アストラエアは、確かに見た。その視線の動きは、なにか確信があるときの仕草であった。逃げるつもりだろうか、いやそれは無理だと彼女は直感する。
「逃げてもいいんですよ、栗色髪の美女さん?」
「障壁魔術とやらが得意だそうだな、逃がしてもらえるなんて思ってないさ。ならば、答えはひとつ」
「うん、これは美味しい串焼きが食べられそうだ♪ ベリアル、こいつは私が食ってもいいですよね、色々な意味で」
「うむ。お前は栗色の方にしておけ」
ベリアルと呼ばれた金毛赤眼の男は、寡黙に答えるのだった。答え終わった瞬間に、ロスヴァイセは疾駆していた。だが、それは――デカラビアとは、てんで異なる方向だった。

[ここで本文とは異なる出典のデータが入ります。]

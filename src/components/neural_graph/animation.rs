use std::cell::{Cell, RefCell};
use std::rc::{Rc, Weak};

use log::{debug, warn};
use wasm_bindgen::prelude::*;
use web_sys::Window;

use super::config::Palette;
use super::error::EngineError;
use super::physics;
use super::render::{self, Surface};
use super::types::Graph;

/// The host's per-refresh callback primitive.
pub trait FrameScheduler {
	type Handle: 'static;

	/// Runs `tick` once, on the next refresh.
	fn request(&self, tick: Box<dyn FnOnce()>) -> Result<Self::Handle, EngineError>;
	/// Withdraws a request. Hosts that cannot withdraw may still run it.
	fn cancel(&self, handle: Self::Handle);
}

struct PendingTick {
	handle: i32,
	fired: Rc<Cell<bool>>,
	_callback: Closure<dyn FnMut()>,
}

/// `requestAnimationFrame` on a browser window.
pub struct RafScheduler {
	window: Window,
	ticks: RefCell<Vec<PendingTick>>,
}

impl RafScheduler {
	pub fn new(window: Window) -> Self {
		Self {
			window,
			ticks: RefCell::new(Vec::new()),
		}
	}
}

impl FrameScheduler for RafScheduler {
	type Handle = i32;

	fn request(&self, tick: Box<dyn FnOnce()>) -> Result<i32, EngineError> {
		let fired = Rc::new(Cell::new(false));
		let (flag, mut tick) = (fired.clone(), Some(tick));
		let callback = Closure::<dyn FnMut()>::new(move || {
			flag.set(true);
			if let Some(tick) = tick.take() {
				tick();
			}
		});
		let handle = self
			.window
			.request_animation_frame(callback.as_ref().unchecked_ref())
			.map_err(|_| EngineError::Schedule)?;

		// Requests come from inside the firing tick; wasm-bindgen defers
		// freeing that closure until it returns.
		let mut ticks = self.ticks.borrow_mut();
		ticks.retain(|t| !t.fired.get());
		ticks.push(PendingTick {
			handle,
			fired,
			_callback: callback,
		});
		Ok(handle)
	}

	fn cancel(&self, handle: i32) {
		if let Err(err) = self.window.cancel_animation_frame(handle) {
			debug!("cancelAnimationFrame({}) failed: {:?}", handle, err);
		}
		self.ticks.borrow_mut().retain(|t| t.handle != handle);
	}
}

struct Scene<S> {
	graph: Graph,
	surface: S,
}

struct LoopState<S, H> {
	scene: Option<Scene<S>>,
	palette: Palette,
	running: bool,
	/// Bumped by every stop(); ticks requested under an older value are dead.
	generation: u64,
	pending: Option<H>,
	frames: u64,
}

struct Shared<S, F: FrameScheduler> {
	this: Weak<Shared<S, F>>,
	scheduler: F,
	state: RefCell<LoopState<S, F::Handle>>,
}

impl<S: Surface + 'static, F: FrameScheduler + 'static> Shared<S, F> {
	fn schedule(&self, generation: u64) -> Result<F::Handle, EngineError> {
		let weak = self.this.clone();
		self.scheduler.request(Box::new(move || {
			if let Some(shared) = weak.upgrade() {
				shared.frame(generation);
			}
		}))
	}

	fn frame(&self, generation: u64) {
		let mut state = self.state.borrow_mut();
		// A tick the scheduler could not withdraw lands here after stop().
		if !state.running || state.generation != generation {
			return;
		}
		state.pending = None;
		let LoopState { scene, palette, .. } = &mut *state;
		if let Some(Scene { graph, surface }) = scene {
			physics::step(graph);
			render::draw(graph, palette, surface);
		}
		state.frames += 1;

		match self.schedule(generation) {
			Ok(handle) => state.pending = Some(handle),
			Err(err) => {
				warn!("neural graph animation halted: {}", err);
				state.running = false;
			}
		}
	}
}

/// Integrate-then-draw on every display refresh, until stopped.
///
/// The loop owns its graph and surface. Callers swap in a new graph with
/// `stop()` followed by `start()`; a running loop is never handed a graph
/// that is still being built.
pub struct AnimationLoop<S: Surface + 'static, F: FrameScheduler + 'static> {
	shared: Rc<Shared<S, F>>,
}

impl<S: Surface + 'static, F: FrameScheduler + 'static> AnimationLoop<S, F> {
	pub fn new(scheduler: F, palette: Palette) -> Self {
		let shared = Rc::new_cyclic(|this| Shared {
			this: this.clone(),
			scheduler,
			state: RefCell::new(LoopState {
				scene: None,
				palette,
				running: false,
				generation: 0,
				pending: None,
				frames: 0,
			}),
		});
		Self { shared }
	}

	/// Hands the loop a graph and surface and begins ticking. On a loop that
	/// is already running the scene is replaced and the pending tick kept.
	pub fn start(&self, graph: Graph, surface: S) {
		let mut state = self.shared.state.borrow_mut();
		state.scene = Some(Scene { graph, surface });
		if state.running {
			return;
		}
		match self.shared.schedule(state.generation) {
			Ok(handle) => {
				state.pending = Some(handle);
				state.running = true;
			}
			Err(err) => warn!("neural graph animation not started: {}", err),
		}
	}

	/// No tick runs after this returns.
	pub fn stop(&self) {
		let mut state = self.shared.state.borrow_mut();
		state.running = false;
		state.generation += 1;
		if let Some(handle) = state.pending.take() {
			self.shared.scheduler.cancel(handle);
		}
	}

	#[cfg(test)]
	fn is_running(&self) -> bool {
		self.shared.state.borrow().running
	}

	#[cfg(test)]
	fn frames(&self) -> u64 {
		self.shared.state.borrow().frames
	}

	#[cfg(test)]
	fn with_graph<T>(&self, f: impl FnOnce(&Graph) -> T) -> Option<T> {
		let state = self.shared.state.borrow();
		state.scene.as_ref().map(|scene| f(&scene.graph))
	}
}

impl<S: Surface + 'static, F: FrameScheduler + 'static> Drop for AnimationLoop<S, F> {
	fn drop(&mut self) {
		self.stop();
	}
}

「エア、そいつをお願い! 以前戦ったんなら――大丈夫よ、あなたなら!」
「……」
アストラエアは、黙ってデカラビアに投槍を投げ付ける。
「舐められたものです」
彼もまた、先の戦いのように懐から爆発物を取り出し、投槍へとぶつけていく。
「……モエニア!」
そう呟くと、彼の前に垂直方向の波紋障壁が拡がる。それと同時だった、互いのマギアツールの接触による爆発が発生したのは。爆風を余裕たっぷりに耐えるデカラビアだったが――アストラエアを相手に、余裕ぶった笑みはそう永くはもたないようだった。

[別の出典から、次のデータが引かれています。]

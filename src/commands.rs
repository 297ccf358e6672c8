//! Command registry and the state handed to every handler.

use std::collections::HashMap;
use std::future::Future;
use std::pin::Pin;

use tracing::debug;

use crate::config::{Config, ConfigStore};
use crate::db::{Database, User};
use crate::error::{GatorError, Result};

/// A parsed invocation: `gator <name> [args...]`.
#[derive(Debug, Clone, PartialEq, Eq)]
pub struct Command {
    pub name: String,
    pub args: Vec<String>,
}

impl Command {
    pub fn new(name: impl Into<String>, args: Vec<String>) -> Self {
        Self {
            name: name.into(),
            args,
        }
    }

    /// Build a command from argv with the program name already stripped.
    pub fn from_args<I: IntoIterator<Item = String>>(args: I) -> Result<Self> {
        let mut args = args.into_iter();
        let name = args
            .next()
            .ok_or_else(|| GatorError::Usage("not enough arguments provided".to_string()))?;
        Ok(Self {
            name,
            args: args.collect(),
        })
    }

    /// The argument at `index`, or a usage error quoting `usage`.
    pub fn arg(&self, index: usize, usage: &str) -> Result<&str> {
        self.args
            .get(index)
            .map(String::as_str)
            .ok_or_else(|| GatorError::Usage(usage.to_string()))
    }
}

/// Per-invocation session: the store plus the config loaded at startup.
pub struct State {
    pub db: Database,
    pub config: Config,
    pub config_store: ConfigStore,
}

impl State {
    pub fn new(db: Database, config: Config, config_store: ConfigStore) -> Self {
        Self {
            db,
            config,
            config_store,
        }
    }

    /// Resolve the configured current user against the store.
    pub async fn current_user(&self) -> Result<User> {
        let name = self.config.current_user().ok_or(GatorError::NotLoggedIn)?;
        self.db
            .get_user_by_name(name)
            .await?
            .ok_or_else(|| GatorError::UserNotFound(name.to_string()))
    }
}

pub type HandlerFuture<'a> = Pin<Box<dyn Future<Output = Result<()>> + Send + 'a>>;

pub type Handler =
    Box<dyn for<'a> Fn(&'a mut State, &'a Command) -> HandlerFuture<'a> + Send + Sync>;

/// Box a closure as a [`Handler`], fixing its signature.
pub fn boxed<F>(handler: F) -> Handler
where
    F: for<'a> Fn(&'a mut State, &'a Command) -> HandlerFuture<'a> + Send + Sync + 'static,
{
    Box::new(handler)
}

#[derive(Default)]
pub struct Commands {
    registered: HashMap<String, Handler>,
}

impl Commands {
    pub fn new() -> Self {
        Self::default()
    }

    /// Register `handler` under `name`, replacing any earlier registration.
    pub fn register<F>(&mut self, name: &str, handler: F)
    where
        F: for<'a> Fn(&'a mut State, &'a Command) -> HandlerFuture<'a> + Send + Sync + 'static,
    {
        self.registered.insert(name.to_string(), boxed(handler));
    }

    pub fn contains(&self, name: &str) -> bool {
        self.registered.contains_key(name)
    }

    pub fn len(&self) -> usize {
        self.registered.len()
    }

    pub fn is_empty(&self) -> bool {
        self.registered.is_empty()
    }

    pub async fn run(&self, state: &mut State, command: &Command) -> Result<()> {
        let handler = self
            .registered
            .get(&command.name)
            .ok_or_else(|| GatorError::UnknownCommand(command.name.clone()))?;

        debug!("Running command '{}' with {:?}", command.name, command.args);
        handler(state, command)
            .await
            .map_err(|source| GatorError::Command {
                name: command.name.clone(),
                source: Box::new(source),
            })
    }
}

/// Fresh in-memory store and a config file in a temp dir nobody is logged into.
#[cfg(test)]
pub(crate) async fn test_state() -> (State, tempfile::TempDir) {
    let db = Database::new("sqlite::memory:").await.unwrap();
    db.initialize().await.unwrap();
    let dir = tempfile::tempdir().unwrap();
    let store = ConfigStore::new(dir.path().join(".gatorconfig.json"));
    let config = Config {
        db_url: "sqlite::memory:".to_string(),
        current_user_name: String::new(),
    };
    store.write(&config).unwrap();
    (State::new(db, config, store), dir)
}

#[cfg(test)]
mod tests {
    use super::*;
    use std::sync::atomic::{AtomicUsize, Ordering};
    use std::sync::Arc;

    async fn noop(_: &mut State, _: &Command) -> Result<()> {
        Ok(())
    }

    async fn fail(_: &mut State, _: &Command) -> Result<()> {
        Err(GatorError::Usage("failed handler".to_string()))
    }

    mod command_tests {
        use super::*;

        #[test]
        fn test_from_args() {
            let cmd = Command::from_args(vec!["addfeed".to_string(), "Blog".to_string()]).unwrap();
            assert_eq!(cmd.name, "addfeed");
            assert_eq!(cmd.args, vec!["Blog".to_string()]);
        }

        #[test]
        fn test_from_empty_args() {
            let result = Command::from_args(Vec::<String>::new());
            assert!(matches!(result, Err(GatorError::Usage(_))));
        }

        #[test]
        fn test_missing_arg_is_usage_error() {
            let cmd = Command::new("login", vec![]);
            let err = cmd.arg(0, "login <name>").unwrap_err();
            assert_eq!(err.to_string(), "usage: login <name>");
        }
    }

    mod registry_tests {
        use super::*;

        #[test]
        fn test_register_commands() {
            let mut commands = Commands::new();
            assert!(commands.is_empty());

            commands.register("test", |s, c| Box::pin(noop(s, c)));
            commands.register("test_2", |s, c| Box::pin(noop(s, c)));

            assert_eq!(commands.len(), 2);
            assert!(commands.contains("test"));
        }

        #[tokio::test]
        async fn test_last_registration_wins() {
            let calls = Arc::new(AtomicUsize::new(0));
            let mut commands = Commands::new();

            commands.register("dup", |s, c| Box::pin(fail(s, c)));
            let counter = calls.clone();
            commands.register("dup", move |s, c| {
                counter.fetch_add(1, Ordering::SeqCst);
                Box::pin(noop(s, c))
            });

            assert_eq!(commands.len(), 1);

            let (mut state, _dir) = test_state().await;
            commands
                .run(&mut state, &Command::new("dup", vec![]))
                .await
                .unwrap();
            assert_eq!(calls.load(Ordering::SeqCst), 1);
        }

        #[tokio::test]
        async fn test_unknown_command() {
            let commands = Commands::new();
            let (mut state, _dir) = test_state().await;

            let err = commands
                .run(&mut state, &Command::new("nonexistent", vec![]))
                .await
                .unwrap_err();

            assert!(matches!(err, GatorError::UnknownCommand(ref name) if name == "nonexistent"));
        }

        #[tokio::test]
        async fn test_handler_failure_is_wrapped() {
            let mut commands = Commands::new();
            commands.register("fail", |s, c| Box::pin(fail(s, c)));
            let (mut state, _dir) = test_state().await;

            let err = commands
                .run(&mut state, &Command::new("fail", vec![]))
                .await
                .unwrap_err();

            match err {
                GatorError::Command { name, source } => {
                    assert_eq!(name, "fail");
                    assert!(matches!(*source, GatorError::Usage(_)));
                }
                other => panic!("unexpected error: {:?}", other),
            }
        }

        #[tokio::test]
        async fn test_handler_receives_args() {
            let seen = Arc::new(std::sync::Mutex::new(Vec::new()));
            let mut commands = Commands::new();
            let sink = seen.clone();
            commands.register("echo", move |s, cmd| {
                sink.lock().unwrap().extend(cmd.args.clone());
                Box::pin(noop(s, cmd))
            });
            let (mut state, _dir) = test_state().await;

            commands
                .run(&mut state, &Command::new("echo", vec!["a".to_string(), "b".to_string()]))
                .await
                .unwrap();

            assert_eq!(*seen.lock().unwrap(), vec!["a".to_string(), "b".to_string()]);
        }
    }

    mod current_user_tests {
        use super::*;

        #[tokio::test]
        async fn test_not_logged_in() {
            let (state, _dir) = test_state().await;
            assert!(matches!(state.current_user().await, Err(GatorError::NotLoggedIn)));
        }

        #[tokio::test]
        async fn test_configured_user_missing_from_store() {
            let (mut state, _dir) = test_state().await;
            state.config.current_user_name = "ghost".to_string();
            assert!(matches!(
                state.current_user().await,
                Err(GatorError::UserNotFound(_))
            ));
        }

        #[tokio::test]
        async fn test_resolves_user() {
            let (mut state, _dir) = test_state().await;
            state.db.create_user("alice").await.unwrap();
            state.config.current_user_name = "alice".to_string();
            assert_eq!(state.current_user().await.unwrap().name, "alice");
        }
    }
}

2本のピラーが降ってきたかと思うと、彼がそれを避けた方向に、ちょうどアストラエアが着地していた。大丈夫、読んでいたとばかりにデカラビアが彼女へと延ばした腕の先を――器用に振るわれた長槍の切っ先が払い飛ばして、かくして3本もの指と別れを告げることになった哀れなる障壁魔術師の姿が、そこにはあった――ヴァインディングエッジ、炸裂。
「げえあああああっ、なぜだ、くそ、お前、どうし」
「どうして、私の心を読めたのか」
「!?」
アストラエアには、特殊な能力があった。相手の匂いを嗅ぐことで、感じていること、考えていることが、なんとなくではあるが理解できるのだった。それが十分に機能するための条件は、相手のそれに慣れること。
もう、すでに3戦目だった。条件は満たされている。
「なぜ、なぜだ……」
彼にとって、予測の埒外であった。次の手について、必死で頭を巡らせるデカラビア。
アストラエアは、冷静だった。
~ ✩ ★ ✩ ★ ✩ ~
ロスヴァイセは、走り出していた。フレイの死体の側で、半裸の状態で彼女を見据える長身巨躯なる美丈夫。男には、いつでも迎え撃つ用意があるようだった。

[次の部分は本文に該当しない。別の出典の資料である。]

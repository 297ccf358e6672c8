//! Error types for gator.

use thiserror::Error;

#[derive(Error, Debug)]
pub enum GatorError {
    /// Bad or missing command arguments.
    #[error("usage: {0}")]
    Usage(String),

    #[error("command does not exist: {0}")]
    UnknownCommand(String),

    /// A registered handler failed; wraps the cause with the command name.
    #[error("error running command '{name}': {source}")]
    Command {
        name: String,
        #[source]
        source: Box<GatorError>,
    },

    #[error("no user is logged in")]
    NotLoggedIn,

    #[error("user not found: {0}")]
    UserNotFound(String),

    #[error("user already exists: {0}")]
    UserExists(String),

    #[error("feed not found: {0}")]
    FeedNotFound(String),

    #[error("feed already exists: {0}")]
    FeedExists(String),

    #[error("already following feed: {0}")]
    AlreadyFollowing(String),

    #[error("not following feed: {0}")]
    NotFollowing(String),

    #[error("invalid interval: {0}")]
    InvalidInterval(String),

    #[error("invalid publish date: {0}")]
    InvalidDate(String),

    /// Network or parse failure for a whole feed document.
    #[error("fetch error: {0}")]
    Fetch(String),

    #[error("configuration error: {0}")]
    Config(String),

    #[error("database error: {0}")]
    Database(#[from] sqlx::Error),

    #[error("I/O error: {0}")]
    Io(#[from] std::io::Error),

    #[error("JSON error: {0}")]
    Json(#[from] serde_json::Error),
}

impl GatorError {
    /// True when the store rejected a write because of a UNIQUE constraint.
    pub fn is_unique_violation(&self) -> bool {
        match self {
            GatorError::Database(sqlx::Error::Database(e)) => e.is_unique_violation(),
            GatorError::Command { source, .. } => source.is_unique_violation(),
            _ => false,
        }
    }

    /// The innermost error, skipping dispatch wrappers.
    pub fn root(&self) -> &GatorError {
        match self {
            GatorError::Command { source, .. } => source.root(),
            other => other,
        }
    }
}

pub type Result<T> = std::result::Result<T, GatorError>;

#[cfg(test)]
mod tests {
    use super::*;

    #[test]
    fn test_unknown_command_display() {
        let err = GatorError::UnknownCommand("frobnicate".to_string());
        assert_eq!(err.to_string(), "command does not exist: frobnicate");
    }

    #[test]
    fn test_command_wrapper_display() {
        let err = GatorError::Command {
            name: "login".to_string(),
            source: Box::new(GatorError::UserNotFound("bob".to_string())),
        };
        assert_eq!(
            err.to_string(),
            "error running command 'login': user not found: bob"
        );
    }

    #[test]
    fn test_root_unwraps_nested_commands() {
        let err = GatorError::Command {
            name: "outer".to_string(),
            source: Box::new(GatorError::Command {
                name: "inner".to_string(),
                source: Box::new(GatorError::NotLoggedIn),
            }),
        };
        assert!(matches!(err.root(), GatorError::NotLoggedIn));
    }

    #[test]
    fn test_non_database_errors_are_not_unique_violations() {
        assert!(!GatorError::FeedExists("x".to_string()).is_unique_violation());
        assert!(!GatorError::Database(sqlx::Error::RowNotFound).is_unique_violation());
    }
}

その紅色の戦闘衣は、アストラエアのものとさしたる違いはなかった。亜寒帯気候ゆえに、軍服の厚みは相応で長い袖に覆われているのであるが、スコート型の下衣から延びる燕尾のような防寒布が、ひらりと宙に舞いつつ――その意図どおりの役割として、ベリアルの視線を一瞬間だけ彼女の太腿へとやった。
ロスヴァイセは、ベリアルの間近へと迫っている。
「……うん?」
彼女は、斬りかからずに真横を通り抜けた。さっきまでのほの暗い空間が、まるで嘘のように燃え盛る天井に照らされるテント内部を、探し物でもするかのように疾走している。
「そういうことか。賢明やもしれぬ。では、こちらも用意をしようか」
ベリアルは着衣をただすと、さっきまで物していた女には目もくれず、さっきフレイを破ったばかりの無骨なる愛剣を手に取った。その途端、真後ろに殺気を感じると――剣を振りかぶるようにして、その襲者を振り払う。
「見つかったようだな。だが、扱いはまだまだのようだ」
「余裕ぶってられるのも、いまのうちだ!」
ロスヴァイセは、熾星剣リエラムを探していた。フレイの愛剣であり、教国より託されている魔器。それぞれが意思を有しているかのように、使用者の魔力を魔術へと自動変換するという。
フレイというのは、特等兵団でも上位の実力者だった。少なくとも、団内の手試合においては。その彼女が無残に敗北している以上、ただの短剣で太刀打ちできないのは明白だった。
「さあ、来てみろ」
リエラムは、ロスヴァイセの感覚にぴったり沿う重量だった。それがリエラムに秘められた自動調整機能のひとつであることを彼女は知らない。いける、と念じて彼女は、ベリアルへと一閃を振るう。難なく受け止められるが、それは彼の有する剣があまりに長大で重かったからである。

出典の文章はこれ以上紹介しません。